Transformers are a deep learning architecture that has gained popularity in recent years, particularly on problems with sequential data such as natural language processing (NLP) tasks like language modelling and machine translation. Transformers have also been extended to tasks such as speech recognition, symbolic mathematics, and reinforcement learning.
To push the ‘Transformer revolution’ into the computer vision field, Facebook this week released Detection Transformers (DETR), a new approach for object detection and panoptic segmentation tasks that uses a completely different architecture than previous object detection systems.
“We present a new method that views object detection as a direct set prediction problem,” explains the Facebook research team. “Our approach streamlines the detection pipeline, effectively removing the need for many hand-designed components like a non-maximum suppression procedure or anchor generation that explicitly encode our prior knowledge about the task.”

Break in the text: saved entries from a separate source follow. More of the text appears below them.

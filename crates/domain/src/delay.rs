//! Delay task — a persisted scheduled sub-pipeline replay.

use chrono::{DateTime, Utc};
use serde::{Deserialize, Serialize};
use uuid::Uuid;

use crate::rule::Action;

#[derive(Debug, Clone, Copy, PartialEq, Eq, Serialize, Deserialize)]
#[serde(rename_all = "snake_case")]
pub enum DelayStatus {
    Scheduled,
    Running,
    Done,
    Cancelled,
    Failed,
}

#[derive(Debug, Clone, Serialize, Deserialize)]
pub struct DelayTask {
    pub task_id: Uuid,
    pub rule_id: String,
    pub scheduled_at: DateTime<Utc>,
    pub payload: serde_json::Value,
    pub pipeline: Vec<Action>,
    pub status: DelayStatus,
}

impl DelayTask {
    pub fn new(
        rule_id: impl Into<String>,
        scheduled_at: DateTime<Utc>,
        payload: serde_json::Value,
        pipeline: Vec<Action>,
    ) -> Self {
        Self {
            task_id: Uuid::new_v4(),
            rule_id: rule_id.into(),
            scheduled_at,
            payload,
            pipeline,
            status: DelayStatus::Scheduled,
        }
    }

    pub fn is_due(&self, now: DateTime<Utc>) -> bool {
        self.status == DelayStatus::Scheduled && self.scheduled_at <= now
    }
}

#[cfg(test)]
mod tests {
    use super::*;
    use chrono::Duration;

    #[test]
    fn task_is_due_only_after_scheduled_time() {
        let now = Utc::now();
        let task = DelayTask::new("R001", now - Duration::seconds(1), serde_json::json!({}), vec![]);
        assert!(task.is_due(now));

        let future = DelayTask::new("R001", now + Duration::seconds(60), serde_json::json!({}), vec![]);
        assert!(!future.is_due(now));
    }

    #[test]
    fn cancelled_task_is_never_due() {
        let now = Utc::now();
        let mut task = DelayTask::new("R001", now - Duration::seconds(1), serde_json::json!({}), vec![]);
        task.status = DelayStatus::Cancelled;
        assert!(!task.is_due(now));
    }
}
//! Conversational state shapes shared between the orchestrator and the
//! session store. Storage and TTL eviction live in `cw-sessions`; these
//! are the plain value types that flow through skills.

use chrono::{DateTime, Utc};
use serde::{Deserialize, Serialize};

#[derive(Debug, Clone, Copy, PartialEq, Eq, Serialize, Deserialize)]
#[serde(rename_all = "snake_case")]
pub enum PendingActionKind {
    ConfirmDelete,
    ConfirmUpdate,
    CompleteFields,
}

/// A one-slot conversational continuation. At most one per conversation;
/// a new pending action supersedes the old one with a user-visible notice.
#[derive(Debug, Clone, Serialize, Deserialize)]
pub struct PendingAction {
    pub kind: PendingActionKind,
    pub target_ref: Option<crate::record::Locator>,
    pub payload: serde_json::Value,
    pub expires_at: DateTime<Utc>,
}

impl PendingAction {
    pub fn is_expired(&self, now: DateTime<Utc>) -> bool {
        now >= self.expires_at
    }
}

/// Slot memory captured mid-dialogue (e.g. partially filled create-record
/// fields awaiting a `complete_fields` resolution).
pub type SlotMemory = std::collections::BTreeMap<String, serde_json::Value>;

#[derive(Debug, Clone, Serialize, Deserialize)]
pub struct HistoryTurn {
    pub role: String,
    pub text: String,
    pub at: DateTime<Utc>,
}

/// Per-`open_id` conversational state.
#[derive(Debug, Clone, Serialize, Deserialize)]
pub struct ConversationState {
    pub open_id: String,
    pub active_table: Option<String>,
    pub active_record: Option<crate::record::Locator>,
    pub last_result_ids: Vec<String>,
    pub pending_action: Option<PendingAction>,
    pub message_history: Vec<HistoryTurn>,
    pub slot_memory: SlotMemory,
    pub created_at: DateTime<Utc>,
    pub last_active_at: DateTime<Utc>,
}

impl ConversationState {
    pub fn new(open_id: impl Into<String>, now: DateTime<Utc>) -> Self {
        Self {
            open_id: open_id.into(),
            active_table: None,
            active_record: None,
            last_result_ids: Vec::new(),
            pending_action: None,
            message_history: Vec::new(),
            slot_memory: SlotMemory::new(),
            created_at: now,
            last_active_at: now,
        }
    }

    pub fn is_idle(&self, now: DateTime<Utc>, ttl: chrono::Duration) -> bool {
        now - self.last_active_at >= ttl
    }

    /// Install a new pending action, returning the superseded one (if
    /// any) so the caller can render a "previous action cancelled" notice.
    pub fn set_pending_action(&mut self, action: PendingAction) -> Option<PendingAction> {
        self.pending_action.replace(action)
    }

    pub fn touch(&mut self, now: DateTime<Utc>) {
        self.last_active_at = now;
    }
}

#[cfg(test)]
mod tests {
    use super::*;
    use chrono::Duration;

    #[test]
    fn new_pending_action_supersedes_old_one() {
        let now = Utc::now();
        let mut state = ConversationState::new("ou_A", now);
        let first = PendingAction {
            kind: PendingActionKind::CompleteFields,
            target_ref: None,
            payload: serde_json::json!({}),
            expires_at: now + Duration::minutes(5),
        };
        let second = PendingAction {
            kind: PendingActionKind::ConfirmDelete,
            target_ref: None,
            payload: serde_json::json!({}),
            expires_at: now + Duration::minutes(5),
        };
        assert!(state.set_pending_action(first).is_none());
        let superseded = state.set_pending_action(second);
        assert!(matches!(superseded.unwrap().kind, PendingActionKind::CompleteFields));
    }

    #[test]
    fn idle_detection_uses_last_active_at() {
        let now = Utc::now();
        let mut state = ConversationState::new("ou_A", now);
        assert!(!state.is_idle(now, Duration::minutes(30)));
        state.last_active_at = now - Duration::minutes(31);
        assert!(state.is_idle(now, Duration::minutes(30)));
    }

    #[test]
    fn pending_action_expiry() {
        let now = Utc::now();
        let action = PendingAction {
            kind: PendingActionKind::ConfirmDelete,
            target_ref: None,
            payload: serde_json::json!({}),
            expires_at: now - Duration::seconds(1),
        };
        assert!(action.is_expired(now));
    }
}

DETR comprises a set-based global loss that forces unique predictions via bipartite matching and a transformer encoder-decoder architecture. Given a fixed small set of learned object queries, it can reason about the relations of the objects and the global image context to directly output the final set of predictions in parallel.

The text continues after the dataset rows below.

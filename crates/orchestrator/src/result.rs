//! The uniform shape every skill returns, and the fixed skill roster.

use serde::{Deserialize, Serialize};

#[derive(Debug, Clone, Copy, PartialEq, Eq, Serialize, Deserialize)]
#[serde(rename_all = "snake_case")]
pub enum SkillKind {
    Query,
    Create,
    Update,
    Delete,
    Summary,
    Reminder,
    Chitchat,
}

impl SkillKind {
    pub fn as_str(self) -> &'static str {
        match self {
            SkillKind::Query => "query",
            SkillKind::Create => "create",
            SkillKind::Update => "update",
            SkillKind::Delete => "delete",
            SkillKind::Summary => "summary",
            SkillKind::Reminder => "reminder",
            SkillKind::Chitchat => "chitchat",
        }
    }
}

impl std::str::FromStr for SkillKind {
    type Err = ();
    fn from_str(s: &str) -> Result<Self, Self::Err> {
        match s {
            "query" => Ok(SkillKind::Query),
            "create" => Ok(SkillKind::Create),
            "update" => Ok(SkillKind::Update),
            "delete" => Ok(SkillKind::Delete),
            "summary" => Ok(SkillKind::Summary),
            "reminder" => Ok(SkillKind::Reminder),
            "chitchat" => Ok(SkillKind::Chitchat),
            _ => Err(()),
        }
    }
}

/// What a skill hands back to the router. `data` becomes the implicit
/// context for a chained next skill (e.g. Query's result list feeding
/// Summary); `blocks` carries a renderer-ready structured payload when
/// the reply is richer than plain text.
#[derive(Debug, Clone, Serialize, Deserialize)]
pub struct SkillResult {
    pub ok: bool,
    #[serde(skip_serializing_if = "Option::is_none")]
    pub data: Option<serde_json::Value>,
    pub message: String,
    #[serde(skip_serializing_if = "Option::is_none")]
    pub next_skill: Option<SkillKind>,
    #[serde(skip_serializing_if = "Option::is_none")]
    pub blocks: Option<serde_json::Value>,
}

impl SkillResult {
    pub fn ok(message: impl Into<String>) -> Self {
        Self { ok: true, data: None, message: message.into(), next_skill: None, blocks: None }
    }

    pub fn with_data(mut self, data: serde_json::Value) -> Self {
        self.data = Some(data);
        self
    }

    pub fn chain_to(mut self, skill: SkillKind) -> Self {
        self.next_skill = Some(skill);
        self
    }

    pub fn refused(message: impl Into<String>) -> Self {
        Self { ok: false, data: None, message: message.into(), next_skill: None, blocks: None }
    }
}

#[cfg(test)]
mod tests {
    use super::*;

    #[test]
    fn skill_kind_round_trips_through_str() {
        for kind in [
            SkillKind::Query,
            SkillKind::Create,
            SkillKind::Update,
            SkillKind::Delete,
            SkillKind::Summary,
            SkillKind::Reminder,
            SkillKind::Chitchat,
        ] {
            let parsed: SkillKind = kind.as_str().parse().unwrap();
            assert_eq!(parsed, kind);
        }
    }

    #[test]
    fn refused_result_is_not_ok() {
        let result = SkillResult::refused("no");
        assert!(!result.ok);
        assert!(result.data.is_none());
    }
}
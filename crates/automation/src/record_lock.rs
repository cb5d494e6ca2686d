//! Per-record concurrency control.
//!
//! Ensures automation processing for a given `(app_token, table_id,
//! record_id)` is strictly serialized — two events for the same record
//! cannot run concurrently — while different records proceed in
//! parallel.

use std::collections::HashMap;
use std::sync::Arc;

use parking_lot::Mutex;
use tokio::sync::{OwnedSemaphorePermit, Semaphore};

pub struct RecordLockMap {
    locks: Mutex<HashMap<String, Arc<Semaphore>>>,
}

impl Default for RecordLockMap {
    fn default() -> Self {
        Self::new()
    }
}

impl RecordLockMap {
    pub fn new() -> Self {
        Self { locks: Mutex::new(HashMap::new()) }
    }

    /// Acquire the serialization lock for `record_key`, waiting if
    /// another event for the same record is currently processing.
    pub async fn acquire(&self, record_key: &str) -> OwnedSemaphorePermit {
        let sem = {
            let mut locks = self.locks.lock();
            locks.entry(record_key.to_owned()).or_insert_with(|| Arc::new(Semaphore::new(1))).clone()
        };
        sem.acquire_owned().await.expect("semaphore is never closed")
    }

    pub fn record_count(&self) -> usize {
        self.locks.lock().len()
    }

    /// Drop tracked locks that are not currently held (cleanup for
    /// long-running processes with a large, churning record set).
    pub fn prune_idle(&self) {
        let mut locks = self.locks.lock();
        locks.retain(|_, sem| sem.available_permits() == 0);
    }
}
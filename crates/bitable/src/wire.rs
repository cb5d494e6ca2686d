//! Conversion between the domain's tagged [`Value`] and the tabular
//! backend's flat JSON field representation.

use cw_domain::record::{Fields, Value};
use serde_json::Map;

/// Render a field map the way the backend expects it on the wire: plain
/// JSON values, not the internally tagged representation.
pub fn fields_to_wire(fields: &Fields) -> serde_json::Value {
    let mut map = Map::new();
    for (name, value) in fields {
        map.insert(name.clone(), value_to_wire(value));
    }
    serde_json::Value::Object(map)
}

fn value_to_wire(value: &Value) -> serde_json::Value {
    match value {
        Value::Text(s) | Value::SingleSelect(s) | Value::Phone(s) | Value::Location(s) => {
            serde_json::Value::String(s.clone())
        }
        Value::MultiSelect(items) => serde_json::json!(items),
        Value::Date(ms) => serde_json::json!(ms),
        Value::Person(ids) => serde_json::json!(ids.iter().map(|id| serde_json::json!({"id": id})).collect::<Vec<_>>()),
        Value::Link { table_id, record_ids } => {
            serde_json::json!({"table_id": table_id, "record_ids": record_ids})
        }
        Value::Unknown(v) => v.clone(),
    }
}

/// Parse a backend field-map JSON object into typed domain values. A
/// field schema would let this be exact; without one, values are
/// classified structurally and anything that doesn't fit a known shape
/// is kept as `Value::Unknown` rather than dropped.
pub fn wire_to_fields(raw: &serde_json::Value) -> Fields {
    let mut out = Fields::new();
    let Some(obj) = raw.as_object() else {
        return out;
    };
    for (name, v) in obj {
        out.insert(name.clone(), wire_to_value(v));
    }
    out
}

fn wire_to_value(v: &serde_json::Value) -> Value {
    match v {
        serde_json::Value::String(s) => Value::Text(s.clone()),
        serde_json::Value::Number(n) if n.is_i64() || n.is_u64() => {
            Value::Date(n.as_i64().unwrap_or_default())
        }
        serde_json::Value::Array(items) => {
            if items.iter().all(|i| i.is_string()) {
                Value::MultiSelect(items.iter().filter_map(|i| i.as_str().map(str::to_string)).collect())
            } else if items.iter().all(|i| i.get("id").is_some()) {
                Value::Person(
                    items
                        .iter()
                        .filter_map(|i| i.get("id").and_then(|id| id.as_str()).map(str::to_string))
                        .collect(),
                )
            } else {
                Value::Unknown(v.clone())
            }
        }
        serde_json::Value::Object(obj) if obj.contains_key("table_id") && obj.contains_key("record_ids") => {
            let table_id = obj.get("table_id").and_then(|t| t.as_str()).unwrap_or_default().to_string();
            let record_ids = obj
                .get("record_ids")
                .and_then(|r| r.as_array())
                .map(|a| a.iter().filter_map(|i| i.as_str().map(str::to_string)).collect())
                .unwrap_or_default();
            Value::Link { table_id, record_ids }
        }
        other => Value::Unknown(other.clone()),
    }
}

Unlike many other modern detectors, the new model is conceptually simple and does not require a specialized library. When tested on the COCO object detection data set, DETR matches the performance of previous SOTA methods such as the Faster R-CNN baseline.
It’s been over four years since Faster R-CNN was proposed as a SOTA approach in object detection, and new SOTA methods including last year’s new ResNeSt have achieved far better results. DETR’s novelty therefore lies primarily in achieving comparable results to an optimized Faster R-CNN with a simpler architecture.

And although DETR achieves significantly better performance on large objects than Faster R-CNN, it still struggles with small objects, a shortcoming the researchers plan to address in future work.
DETR’s design is not only straightforward to implement, it can also be easily extended to panoptic segmentation with competitive results, say the researchers. The team hopes to help improve the interpretability of computer vision models by applying Transformers to object detection tasks.
The paper End-to-End Object Detection with Transformers is on arXiv.